At Envigo, our customers require us to continuously improve validated in vivo models in order to identify ways to incorporate more clinically relevant biomarker and functional endpoints into study designs, test the most clinically relevant positive controls, and include more safety endpoints in each study—all with the goal of reducing the numbers of animals used while maximizing the outcomes from each animal.

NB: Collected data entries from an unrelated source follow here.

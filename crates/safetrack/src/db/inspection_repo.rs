//! Inspection repository: CRUD operations for the `inspections` table.

use rusqlite::{params, OptionalExtension, Row};

use super::{filter_clause, Database, DatabaseError};
use crate::records::{InspectionDraft, InspectionRecord, RecordFilter};

fn from_row(row: &Row<'_>) -> Result<InspectionRecord, rusqlite::Error> {
    Ok(InspectionRecord {
        id: row.get("id")?,
        fields: InspectionDraft {
            inspection_date: row.get("inspection_date")?,
            object: row.get("object")?,
            section: row.get("section")?,
            organization: row.get("organization")?,
            violator_name: row.get("violator_name")?,
            violation_description: row.get("violation_description")?,
            violation_type: row.get("violation_type")?,
            violation_category: row.get("violation_category")?,
            risk_level: row.get("risk_level")?,
            inspector_name: row.get("inspector_name")?,
            elimination_date: row.get("elimination_date")?,
            elimination_status: row.get("elimination_status")?,
        },
        photo_path: row.get("photo_path")?,
    })
}

/// Inserts a new inspection row and returns its id.
pub fn insert(
    db: &Database,
    draft: &InspectionDraft,
    photo_path: Option<&str>,
) -> Result<i64, DatabaseError> {
    db.with_conn(|conn| {
        conn.execute(
            "INSERT INTO inspections (inspection_date, object, section, organization,
             violator_name, violation_description, violation_type, violation_category,
             risk_level, inspector_name, elimination_date, elimination_status, photo_path)
             VALUES (?1, ?2, ?3, ?4, ?5, ?6, ?7, ?8, ?9, ?10, ?11, ?12, ?13)",
            params![
                draft.inspection_date,
                draft.object,
                draft.section,
                draft.organization,
                draft.violator_name,
                draft.violation_description,
                draft.violation_type,
                draft.violation_category,
                draft.risk_level,
                draft.inspector_name,
                draft.elimination_date,
                draft.elimination_status,
                photo_path,
            ],
        )?;
        Ok(conn.last_insert_rowid())
    })
}

/// Overwrites every form field of an inspection. The photo path is left
/// alone. Returns the number of rows changed.
pub fn update(db: &Database, id: i64, draft: &InspectionDraft) -> Result<usize, DatabaseError> {
    db.with_conn(|conn| {
        let changed = conn.execute(
            "UPDATE inspections SET inspection_date=?2, object=?3, section=?4,
             organization=?5, violator_name=?6, violation_description=?7,
             violation_type=?8, violation_category=?9, risk_level=?10,
             inspector_name=?11, elimination_date=?12, elimination_status=?13
             WHERE id=?1",
            params![
                id,
                draft.inspection_date,
                draft.object,
                draft.section,
                draft.organization,
                draft.violator_name,
                draft.violation_description,
                draft.violation_type,
                draft.violation_category,
                draft.risk_level,
                draft.inspector_name,
                draft.elimination_date,
                draft.elimination_status,
            ],
        )?;
        Ok(changed)
    })
}

/// Sets (or clears) the photo path of an inspection.
pub fn set_photo_path(
    db: &Database,
    id: i64,
    photo_path: Option<&str>,
) -> Result<usize, DatabaseError> {
    db.with_conn(|conn| {
        let changed = conn.execute(
            "UPDATE inspections SET photo_path = ?2 WHERE id = ?1",
            params![id, photo_path],
        )?;
        Ok(changed)
    })
}

/// Finds an inspection by its id.
pub fn find_by_id(db: &Database, id: i64) -> Result<Option<InspectionRecord>, DatabaseError> {
    db.with_conn(|conn| {
        let record = conn
            .query_row(
                "SELECT * FROM inspections WHERE id = ?1",
                params![id],
                from_row,
            )
            .optional()?;
        Ok(record)
    })
}

/// Lists inspections matching the filter, ordered by id.
pub fn query(db: &Database, filter: &RecordFilter) -> Result<Vec<InspectionRecord>, DatabaseError> {
    db.with_conn(|conn| {
        let (where_clause, param_values) = filter_clause(filter, "organization", "inspection_date");
        let sql = format!("SELECT * FROM inspections {} ORDER BY id", where_clause);

        let params_ref: Vec<&dyn rusqlite::types::ToSql> =
            param_values.iter().map(|p| p.as_ref()).collect();
        let mut stmt = conn.prepare(&sql)?;
        let rows = stmt
            .query_map(params_ref.as_slice(), from_row)?
            .collect::<Result<Vec<_>, _>>()?;
        Ok(rows)
    })
}

/// Deletes an inspection row. Returns the number of rows removed.
pub fn delete(db: &Database, id: i64) -> Result<usize, DatabaseError> {
    db.with_conn(|conn| {
        let removed = conn.execute("DELETE FROM inspections WHERE id = ?1", params![id])?;
        Ok(removed)
    })
}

Due to the volume of studies conducted at our facilities for decades, Envigo has a number of validated, core in vivo models targeting respiratory diseases. Some are pharmacokinetic/pharmacodynamic (PK/PD) models targeting specific mechanisms involved in lung inflammation such as our lipopolysaccharide (LPS)-induced non- allergic pulmonary inflammation model, ovalbumin sensitized and challenged rodent models, and the acute cigarette smoke model. Some are disease state models, mimicking multiple chronic inflammatory processes such as the murine house dust mite model of allergic inflammation and viral and bacterial lung infection/ exacerbation models. Other models are designed to test the in vivo potency and duration of action of novel bronchodilators or anti-tussives designed to relieve the symptoms of asthma, COPD and lung infection. We have also seen great demand for models of lung fibrosis and pulmonary artery hypertension, which reflects the unmet needs in these disease areas and the research efforts being expended by pharmaceutical companies.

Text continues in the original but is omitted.